═══ Information

#[async_trait]
impl SearchClient for MockSearchClient {
    async fn search(&self, query: &str, max_results: usize) -> Result<Vec<SearchHit>, ProviderError> {
        self.calls.fetch_add(1, Ordering::SeqCst);

        if !self.behavior.apply().await {
            return Err(ProviderError::Api("mock search failure".into()));
        }

        let hits = match &self.hits {
            Some(hits) => hits.clone(),
            None => {
                let slug: String = query
                    .chars()
                    .map(|c| if c.is_alphanumeric() { c } else { '-' })
                    .collect();
                (0..self.hits_per_query)
                    .map(|i| {
                        SearchHit::new(
                            format!("https://example.com/{}/{}", slug, i),
                            format!("Resultado {} para {}", i, query),
                            "Mock snippet",
                        )
                    })
                    .collect()
            }
        };

        Ok(hits.into_iter().take(max_results).collect())
    }

    fn name(&self) -> &str {
        "mock"
    }
}

/// Leitor de documentos simulado
#[derive(Debug)]
pub struct MockDocumentFetcher {
    behavior: MockBehavior,
    pages: HashMap<Url, String>,
    failing_urls: HashSet<Url>,
    default_body: Option<String>,
}

impl MockDocumentFetcher {
    /// Responde qualquer URL com o mesmo corpo
    pub fn with_default_body(body: impl Into<String>) -> Self {
        Self {
            behavior: MockBehavior::Succeed,
            pages: HashMap::new(),
            failing_urls: HashSet::new(),
            default_body: Some(body.into()),
        }
    }

    /// Responde apenas as URLs cadastradas (demais retornam 404)
    pub fn with_pages(pages: HashMap<Url, String>) -> Self {
        Self {
            behavior: MockBehavior::Succeed,
            pages,
            failing_urls: HashSet::new(),
            default_body: None,
        }
    }

    pub fn with_behavior(mut self, behavior: MockBehavior) -> Self {
        self.behavior = behavior;
        self
    }

    /// Faz uma URL específica falhar
    pub fn failing_url(mut self, url: impl Into<String>) -> Self {
        self.failing_urls.insert(url.into());
        self
    }
}

#[async_trait]
impl DocumentFetcher for MockDocumentFetcher {
    async fn fetch(&self, url: &str) -> Result<String, FetchError> {
        if !self.behavior.apply().await {
            return Err(FetchError::Network("mock fetch failure".into()));
        }

        if self.failing_urls.contains(url) {
            return Err(FetchError::HttpStatus {
                status: 500,
                url: url.to_string(),
            });
        }

        self.pages
            .get(url)
            .or(self.default_body.as_ref())
            .cloned()
            .ok_or_else(|| FetchError::HttpStatus {
                status: 404,
                url: url.to_string(),
            })
    }
}

// ━━━━━━━━━━━━━━━━━━━━━━━━━━━━━━━━━━━━━━━━━━━━━━━━━━━━━━━━━━━━━━━━━━━━━━━━━━━━━
// UTILITÁRIOS
// ━━━━━━━━━━━━━━━━━━━━━━━━━━━━━━━━━━━━━━━━━━━━━━━━━━━━━━━━━━━━━━━━━━━━━━━━━━━━━

/// Extrai hostname de uma URL
pub fn extract_hostname(url: &str) -> Option<String> {
    url::Url::parse(url)
        .ok()
        .and_then(|u| u.host_str().map(String::from))
}

#[cfg(test)]
mod tests {
    use super::*;

    #[test]
    fn test_extract_hostname() {
        assert_eq!(
            extract_hostname("https://www.example.com/path"),
            Some("www.example.com".into())
        );
        assert_eq!(extract_hostname("invalid"), None);
    }

    #[tokio::test]
    async fn test_mock_search_generates_distinct_urls() {
        let client = MockSearchClient::new();
        let hits = client.search("fitness coaching", 10).await.unwrap();

        assert_eq!(hits.len(), 3);
        assert_eq!(hits[0].url, "https://example.com/fitness-coaching/0");
        assert_eq!(client.calls(), 1);
    }

    #[tokio::test]
    async fn test_mock_search_respects_max_results() {
        let client = MockSearchClient::new();
        let hits = client.search("x", 2).await.unwrap();
        assert_eq!(hits.len(), 2);
    }

    #[tokio::test]
    async fn test_fallback_chain_skips_failures() {
        let chain = FallbackSearchClient::new(vec![
            Arc::new(MockSearchClient::failing()),
            Arc::new(MockSearchClient::with_hits(vec![SearchHit::new("https://a.com", "A", "")])),
        ]);

        let hits = chain.search("q", 5).await.unwrap();
        assert_eq!(hits.len(), 1);
        assert_eq!(hits[0].url, "https://a.com");
    }

    #[tokio::test]
    async fn test_fallback_chain_exhausted() {
        let chain = FallbackSearchClient::new(vec![
            Arc::new(MockSearchClient::failing()),
            Arc::new(MockSearchClient::failing()),
        ]);

        let err = chain.search("q", 5).await.unwrap_err();
        assert!(matches!(err, ProviderError::Exhausted(_)));
    }

    #[test]
    fn test_fallback_chain_empty_answer_is_ok() {
        let chain = FallbackSearchClient::new(vec![
            Arc::new(MockSearchClient::with_hits(vec![])),
            Arc::new(MockSearchClient::failing()),
        ]);

        let hits = tokio_test::block_on(chain.search("q", 5)).unwrap();
        assert!(hits.is_empty());
    }

    #[tokio::test]
    async fn test_mock_fetcher_pages_and_failures() {
        let mut pages = HashMap::new();
        pages.insert("https://a.com".to_string(), "conteúdo".to_string());
        let fetcher = MockDocumentFetcher::with_pages(pages).failing_url("https://b.com");

        assert_eq!(fetcher.fetch("https://a.com").await.unwrap(), "conteúdo");
        assert!(matches!(
            fetcher.fetch("https://b.com").await,
            Err(FetchError::HttpStatus { status: 500, .. })
        ));
        assert!(matches!(
            fetcher.fetch("https://c.com").await,
            Err(FetchError::HttpStatus { status: 404, .. })
        ));
    }
}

══════

The task
Every line of the records that includes the word "insert" should be gathered.

Your solution
        self.failing_urls.insert(url.into());
        pages.insert("https://a.com".to_string(), "conteúdo".to_string());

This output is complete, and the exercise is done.